After locating the line that contains "fn with_state(body: impl", restate it and each later line word for word through the end of the records.

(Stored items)
*** Begin section ***

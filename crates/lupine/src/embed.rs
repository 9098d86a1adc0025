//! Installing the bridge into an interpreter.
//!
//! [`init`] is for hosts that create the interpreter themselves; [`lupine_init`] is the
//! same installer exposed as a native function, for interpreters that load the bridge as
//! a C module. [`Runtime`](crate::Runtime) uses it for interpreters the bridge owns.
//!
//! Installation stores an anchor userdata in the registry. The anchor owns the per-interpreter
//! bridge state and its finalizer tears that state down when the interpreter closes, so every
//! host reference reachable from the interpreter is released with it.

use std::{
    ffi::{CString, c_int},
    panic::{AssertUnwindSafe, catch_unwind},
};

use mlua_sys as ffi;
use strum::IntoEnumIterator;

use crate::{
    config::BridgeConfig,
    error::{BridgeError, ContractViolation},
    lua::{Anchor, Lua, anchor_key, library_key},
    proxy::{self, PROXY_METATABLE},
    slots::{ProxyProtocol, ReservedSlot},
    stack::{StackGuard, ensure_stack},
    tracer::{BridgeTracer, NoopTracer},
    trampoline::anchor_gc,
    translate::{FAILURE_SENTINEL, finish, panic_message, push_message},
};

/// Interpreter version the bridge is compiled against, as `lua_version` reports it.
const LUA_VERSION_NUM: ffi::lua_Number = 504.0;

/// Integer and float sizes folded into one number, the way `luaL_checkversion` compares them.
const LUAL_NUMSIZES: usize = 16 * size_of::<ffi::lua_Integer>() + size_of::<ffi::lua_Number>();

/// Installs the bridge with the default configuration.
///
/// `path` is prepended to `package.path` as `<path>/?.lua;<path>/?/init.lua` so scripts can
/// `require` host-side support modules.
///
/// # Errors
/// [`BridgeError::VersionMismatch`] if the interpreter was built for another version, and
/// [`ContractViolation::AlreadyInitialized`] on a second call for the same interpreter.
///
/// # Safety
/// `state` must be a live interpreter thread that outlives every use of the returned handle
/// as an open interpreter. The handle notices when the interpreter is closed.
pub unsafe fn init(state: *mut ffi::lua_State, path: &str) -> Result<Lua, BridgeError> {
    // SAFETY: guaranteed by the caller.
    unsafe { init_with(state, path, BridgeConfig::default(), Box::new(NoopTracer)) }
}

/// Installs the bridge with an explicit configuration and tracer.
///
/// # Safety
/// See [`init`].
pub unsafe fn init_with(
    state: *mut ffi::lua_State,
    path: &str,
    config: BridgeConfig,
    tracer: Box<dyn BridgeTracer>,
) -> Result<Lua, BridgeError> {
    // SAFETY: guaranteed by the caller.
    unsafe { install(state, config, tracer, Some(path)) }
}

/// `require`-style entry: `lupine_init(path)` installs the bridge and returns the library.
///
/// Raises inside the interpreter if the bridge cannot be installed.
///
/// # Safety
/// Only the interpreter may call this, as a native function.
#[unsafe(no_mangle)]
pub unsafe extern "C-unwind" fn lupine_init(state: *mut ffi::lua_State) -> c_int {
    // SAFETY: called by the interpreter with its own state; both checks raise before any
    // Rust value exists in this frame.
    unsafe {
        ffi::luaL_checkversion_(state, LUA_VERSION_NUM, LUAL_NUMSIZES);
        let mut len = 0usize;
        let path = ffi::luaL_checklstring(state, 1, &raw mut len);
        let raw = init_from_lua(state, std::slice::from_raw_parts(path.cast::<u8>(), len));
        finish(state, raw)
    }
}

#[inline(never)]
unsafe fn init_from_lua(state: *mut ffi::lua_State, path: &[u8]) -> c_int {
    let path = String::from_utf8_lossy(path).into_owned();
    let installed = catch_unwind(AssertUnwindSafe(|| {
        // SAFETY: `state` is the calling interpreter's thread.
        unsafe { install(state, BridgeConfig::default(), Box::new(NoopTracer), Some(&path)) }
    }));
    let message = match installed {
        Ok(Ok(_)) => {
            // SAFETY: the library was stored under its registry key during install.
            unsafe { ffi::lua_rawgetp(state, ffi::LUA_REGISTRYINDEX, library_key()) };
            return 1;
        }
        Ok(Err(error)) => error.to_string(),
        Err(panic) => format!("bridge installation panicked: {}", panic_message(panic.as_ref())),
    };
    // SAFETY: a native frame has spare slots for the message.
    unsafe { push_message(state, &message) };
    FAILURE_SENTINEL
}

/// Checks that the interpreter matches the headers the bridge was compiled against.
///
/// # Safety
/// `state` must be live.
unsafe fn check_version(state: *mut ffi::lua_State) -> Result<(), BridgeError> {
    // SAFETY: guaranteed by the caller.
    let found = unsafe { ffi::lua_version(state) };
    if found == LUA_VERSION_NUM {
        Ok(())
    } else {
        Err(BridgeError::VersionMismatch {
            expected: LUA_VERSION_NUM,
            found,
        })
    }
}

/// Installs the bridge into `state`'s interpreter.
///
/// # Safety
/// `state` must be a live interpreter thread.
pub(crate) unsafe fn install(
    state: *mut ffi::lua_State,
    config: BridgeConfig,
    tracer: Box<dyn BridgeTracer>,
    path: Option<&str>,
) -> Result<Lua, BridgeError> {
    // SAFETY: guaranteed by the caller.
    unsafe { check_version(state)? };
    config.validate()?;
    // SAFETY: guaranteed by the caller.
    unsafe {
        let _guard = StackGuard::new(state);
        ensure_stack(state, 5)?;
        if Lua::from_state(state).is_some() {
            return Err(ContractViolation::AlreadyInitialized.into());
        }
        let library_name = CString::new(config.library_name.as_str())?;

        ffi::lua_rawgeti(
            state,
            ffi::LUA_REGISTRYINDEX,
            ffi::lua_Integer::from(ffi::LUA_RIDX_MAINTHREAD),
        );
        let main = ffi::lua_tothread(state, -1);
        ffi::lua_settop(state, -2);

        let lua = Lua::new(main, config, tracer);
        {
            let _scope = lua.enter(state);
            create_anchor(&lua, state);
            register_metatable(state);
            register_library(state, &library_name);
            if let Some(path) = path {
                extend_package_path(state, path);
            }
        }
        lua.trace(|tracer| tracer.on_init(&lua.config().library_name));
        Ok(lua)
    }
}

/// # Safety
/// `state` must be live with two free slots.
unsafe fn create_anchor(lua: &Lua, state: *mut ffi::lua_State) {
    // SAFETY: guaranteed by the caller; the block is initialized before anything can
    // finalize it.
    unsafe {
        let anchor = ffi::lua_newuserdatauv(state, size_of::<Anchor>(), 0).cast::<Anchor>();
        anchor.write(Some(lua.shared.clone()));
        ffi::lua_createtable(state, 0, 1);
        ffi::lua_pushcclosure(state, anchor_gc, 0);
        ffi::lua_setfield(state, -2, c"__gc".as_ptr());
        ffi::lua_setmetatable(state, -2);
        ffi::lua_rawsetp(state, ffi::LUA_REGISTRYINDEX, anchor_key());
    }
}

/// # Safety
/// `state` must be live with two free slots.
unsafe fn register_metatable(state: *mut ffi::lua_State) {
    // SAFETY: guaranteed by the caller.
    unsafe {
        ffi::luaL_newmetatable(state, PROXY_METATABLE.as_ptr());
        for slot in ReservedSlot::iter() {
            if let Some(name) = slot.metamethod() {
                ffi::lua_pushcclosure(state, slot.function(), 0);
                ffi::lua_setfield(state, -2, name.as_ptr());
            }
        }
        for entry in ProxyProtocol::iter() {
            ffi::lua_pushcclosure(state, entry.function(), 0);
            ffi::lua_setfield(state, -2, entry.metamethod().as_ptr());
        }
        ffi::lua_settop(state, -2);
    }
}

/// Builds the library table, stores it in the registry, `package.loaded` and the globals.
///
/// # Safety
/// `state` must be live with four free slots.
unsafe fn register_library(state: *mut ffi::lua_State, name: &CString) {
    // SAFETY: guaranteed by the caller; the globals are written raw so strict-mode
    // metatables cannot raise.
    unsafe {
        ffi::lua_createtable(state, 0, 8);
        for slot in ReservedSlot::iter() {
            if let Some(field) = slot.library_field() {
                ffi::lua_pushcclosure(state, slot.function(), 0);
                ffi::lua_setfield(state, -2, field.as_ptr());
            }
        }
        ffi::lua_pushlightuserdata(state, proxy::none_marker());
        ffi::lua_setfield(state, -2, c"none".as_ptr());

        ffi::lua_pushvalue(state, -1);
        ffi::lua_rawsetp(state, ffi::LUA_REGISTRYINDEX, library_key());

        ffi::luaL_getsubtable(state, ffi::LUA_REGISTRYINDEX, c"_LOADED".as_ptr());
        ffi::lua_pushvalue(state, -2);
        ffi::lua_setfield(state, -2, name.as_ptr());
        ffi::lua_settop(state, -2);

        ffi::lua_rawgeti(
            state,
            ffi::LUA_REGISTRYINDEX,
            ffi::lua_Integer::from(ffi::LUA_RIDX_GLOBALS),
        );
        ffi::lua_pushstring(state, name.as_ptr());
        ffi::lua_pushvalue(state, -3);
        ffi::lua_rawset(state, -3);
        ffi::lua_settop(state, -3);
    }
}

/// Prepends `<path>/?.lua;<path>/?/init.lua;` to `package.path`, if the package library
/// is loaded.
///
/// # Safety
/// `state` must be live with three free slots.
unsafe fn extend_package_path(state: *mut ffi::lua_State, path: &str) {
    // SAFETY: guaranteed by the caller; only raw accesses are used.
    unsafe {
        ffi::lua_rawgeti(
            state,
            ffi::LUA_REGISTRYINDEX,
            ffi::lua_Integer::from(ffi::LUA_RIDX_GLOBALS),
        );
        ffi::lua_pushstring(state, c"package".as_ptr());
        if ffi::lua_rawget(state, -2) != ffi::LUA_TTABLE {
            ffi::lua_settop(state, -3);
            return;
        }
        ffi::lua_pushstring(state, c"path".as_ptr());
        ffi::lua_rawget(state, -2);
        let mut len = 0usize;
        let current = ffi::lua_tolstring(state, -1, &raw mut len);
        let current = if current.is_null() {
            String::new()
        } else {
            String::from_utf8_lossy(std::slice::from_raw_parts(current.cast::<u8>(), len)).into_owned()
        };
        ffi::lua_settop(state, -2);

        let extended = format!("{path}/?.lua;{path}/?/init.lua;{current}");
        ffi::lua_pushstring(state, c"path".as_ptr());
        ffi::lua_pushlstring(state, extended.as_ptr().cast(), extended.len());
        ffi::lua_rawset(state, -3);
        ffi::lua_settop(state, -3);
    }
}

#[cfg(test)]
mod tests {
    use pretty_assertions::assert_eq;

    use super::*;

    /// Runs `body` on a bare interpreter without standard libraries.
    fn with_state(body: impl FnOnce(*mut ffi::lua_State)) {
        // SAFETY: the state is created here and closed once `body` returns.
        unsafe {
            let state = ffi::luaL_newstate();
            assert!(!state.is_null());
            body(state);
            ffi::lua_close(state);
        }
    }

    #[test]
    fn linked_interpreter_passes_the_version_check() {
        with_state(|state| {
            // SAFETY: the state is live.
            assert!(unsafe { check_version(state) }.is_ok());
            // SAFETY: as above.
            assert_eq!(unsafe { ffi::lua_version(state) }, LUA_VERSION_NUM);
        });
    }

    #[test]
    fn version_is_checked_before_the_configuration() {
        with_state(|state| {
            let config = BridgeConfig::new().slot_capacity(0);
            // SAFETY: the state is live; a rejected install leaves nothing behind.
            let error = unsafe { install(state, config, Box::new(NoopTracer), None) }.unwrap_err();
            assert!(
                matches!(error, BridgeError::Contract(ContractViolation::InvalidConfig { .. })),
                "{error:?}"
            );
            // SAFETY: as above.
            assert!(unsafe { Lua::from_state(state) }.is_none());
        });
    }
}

*** End section ***

(Written answer)
    fn with_state(body: impl FnOnce(*mut ffi::lua_State)) {
        // SAFETY: the state is created here and closed once `body` returns.
        unsafe {
            let state = ffi::luaL_newstate();
            assert!(!state.is_null());
            body(state);
            ffi::lua_close(state);
        }
    }

    #[test]
    fn linked_interpreter_passes_the_version_check() {
        with_state(|state| {
            // SAFETY: the state is live.
            assert!(unsafe { check_version(state) }.is_ok());
            // SAFETY: as above.
            assert_eq!(unsafe { ffi::lua_version(state) }, LUA_VERSION_NUM);
        });
    }

    #[test]
    fn version_is_checked_before_the_configuration() {
        with_state(|state| {
            let config = BridgeConfig::new().slot_capacity(0);
            // SAFETY: the state is live; a rejected install leaves nothing behind.
            let error = unsafe { install(state, config, Box::new(NoopTracer), None) }.unwrap_err();
            assert!(
                matches!(error, BridgeError::Contract(ContractViolation::InvalidConfig { .. })),
                "{error:?}"
            );
            // SAFETY: as above.
            assert!(unsafe { Lua::from_state(state) }.is_none());
        });
    }
}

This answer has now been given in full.